> **Information shown**:

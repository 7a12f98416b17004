//! Progress spinner adapter using indicatif.

use std::time::Duration;

use idgen_core::{PredictionEvent, ProgressSink};
use indicatif::{ProgressBar as IndicatifBar, ProgressStyle};
use tracing::debug;

/// Spinner that follows a prediction through its stages.
pub struct ProgressBar {
    bar: Option<IndicatifBar>,
    quiet: bool,
}

impl ProgressBar {
    /// Creates a new progress spinner.
    ///
    /// # Arguments
    ///
    /// * `quiet` - If true, suppress all output
    /// * `show_bar` - If true, draw a spinner; otherwise only notable events are printed
    #[must_use]
    pub fn new(quiet: bool, show_bar: bool) -> Self {
        if quiet {
            return Self {
                bar: None,
                quiet: true,
            };
        }

        let bar = show_bar.then(|| {
            let bar = IndicatifBar::new_spinner();
            if let Ok(style) = ProgressStyle::default_spinner()
                .template("{spinner:.green} [{elapsed_precise}] {msg}")
            {
                bar.set_style(style);
            }
            bar.enable_steady_tick(Duration::from_millis(100));
            bar
        });

        Self { bar, quiet }
    }

    fn message(&self, text: String) {
        if let Some(bar) = &self.bar {
            bar.set_message(text);
        }
    }
}

impl ProgressSink for ProgressBar {
    fn on_event(&self, event: PredictionEvent) {
        debug!("Prediction stage: {}", event.stage());
        if self.quiet {
            return;
        }

        match event {
            PredictionEvent::Started { face_image } => {
                self.message(format!("Detecting face in {face_image}"));
            }
            PredictionEvent::FaceDetected { faces } => {
                if faces > 1 && self.bar.is_none() {
                    eprintln!("{faces} faces found, using the largest");
                }
                self.message("Face detected".to_string());
            }
            PredictionEvent::PoseReferenceApplied => {
                self.message("Pose reference applied".to_string());
            }
            PredictionEvent::Conditioned {
                selected,
                width,
                height,
            } => {
                let names: Vec<&str> = selected.iter().map(|kind| kind.name()).collect();
                let aux = if names.is_empty() {
                    "identity only".to_string()
                } else {
                    names.join("+")
                };
                self.message(format!("Generating {width}x{height} ({aux})"));
            }
            PredictionEvent::Generated { seed } => {
                self.message(format!("Generated with seed {seed}"));
            }
            PredictionEvent::SafetyChecked { nsfw } => {
                if nsfw {
                    eprintln!("WARN: output flagged as NSFW and replaced");
                }
            }
            PredictionEvent::Done { path } => {
                if let Some(bar) = &self.bar {
                    bar.finish_with_message(format!("Done: {}", path.display()));
                }
            }
            PredictionEvent::Failed { reason } => {
                if let Some(bar) = &self.bar {
                    bar.abandon_with_message(format!("Failed: {reason}"));
                }
            }
        }
    }
}
//! Chooses and renders the conditioning signals for one generation.

use anyhow::Context;
use image::{DynamicImage, GenericImageView};
use tracing::debug;

use super::{CannyExtractor, DepthMapExtractor};
use crate::domain::{AuxKind, AuxToggle, ConditionKind, ConditioningEntry, ControlInput};
use crate::imaging::{resize_image, ResizeOptions};
use crate::ports::ConditionExtractor;

/// Conditioning chosen for one request.
#[derive(Debug, Clone)]
pub struct Conditioning {
    /// Keypoint overlay entry.
    pub identity: ConditioningEntry,
    /// Auxiliary entries in application order.
    pub auxiliary: Vec<ConditioningEntry>,
    /// Auxiliary kinds that were applied, parallel to `auxiliary`.
    pub selected: Vec<AuxKind>,
}

impl Conditioning {
    /// All entries, identity first.
    pub fn entries(&self) -> impl Iterator<Item = &ConditioningEntry> {
        std::iter::once(&self.identity).chain(&self.auxiliary)
    }

    /// Converts the entries into the pipeline's ControlNet input.
    #[must_use]
    pub fn into_control(self) -> ControlInput {
        ControlInput::new(self.identity, self.auxiliary)
    }
}

/// Owns one extractor per auxiliary kind.
pub struct ConditioningSelector {
    pose: Box<dyn ConditionExtractor>,
    canny: CannyExtractor,
    depth: DepthMapExtractor,
}

impl std::fmt::Debug for ConditioningSelector {
    fn fmt(&self, f: &mut std::fmt::Formatter<'_>) -> std::fmt::Result {
        f.debug_struct("ConditioningSelector")
            .field("pose", &self.pose.name())
            .field("canny", &self.canny)
            .field("depth", &self.depth)
            .finish()
    }
}

impl ConditioningSelector {
    /// Creates a selector from its extractors.
    #[must_use]
    pub fn new(
        pose: Box<dyn ConditionExtractor>,
        canny: CannyExtractor,
        depth: DepthMapExtractor,
    ) -> Self {
        Self { pose, canny, depth }
    }

    /// The extractor that renders `kind`.
    #[must_use]
    pub fn extractor(&self, kind: AuxKind) -> &dyn ConditionExtractor {
        match kind {
            AuxKind::Pose => self.pose.as_ref(),
            AuxKind::Canny => &self.canny,
            AuxKind::Depth => &self.depth,
        }
    }

    /// Builds the ordered conditioning for one request.
    ///
    /// Enabled kinds are taken in the order given, each extracted from
    /// `source` and resized to exactly `size`. The identity entry is always
    /// prepended.
    ///
    /// # Errors
    ///
    /// Returns an error if any extractor fails.
    pub fn select(
        &self,
        toggles: &[(AuxKind, AuxToggle)],
        source: &DynamicImage,
        identity: DynamicImage,
        identity_strength: f32,
        size: (u32, u32),
    ) -> anyhow::Result<Conditioning> {
        let exact = ResizeOptions {
            size: Some(size),
            ..ResizeOptions::default()
        };

        let identity = if identity.dimensions() == size {
            identity
        } else {
            resize_image(&identity, &exact)
        };

        let identity = ConditioningEntry {
            kind: ConditionKind::Identity,
            image: identity,
            strength: identity_strength,
        };
        let mut auxiliary = Vec::new();
        let mut selected = Vec::new();

        for &(kind, toggle) in toggles.iter().filter(|(_, t)| t.enabled) {
            let extractor = self.extractor(kind);
            let image = extractor
                .extract(source)
                .with_context(|| format!("{} extraction failed", extractor.name()))?;
            debug!(
                kind = kind.name(),
                strength = toggle.strength,
                "Added conditioning"
            );
            auxiliary.push(ConditioningEntry {
                kind: kind.into(),
                image: resize_image(&image, &exact),
                strength: toggle.strength,
            });
            selected.push(kind);
        }

        Ok(Conditioning {
            identity,
            auxiliary,
            selected,
        })
    }
}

> **What you will do**: A single figure is required: the number of lines in the data above in which the word "Duration" appears.

> **Answer to this problem**: 2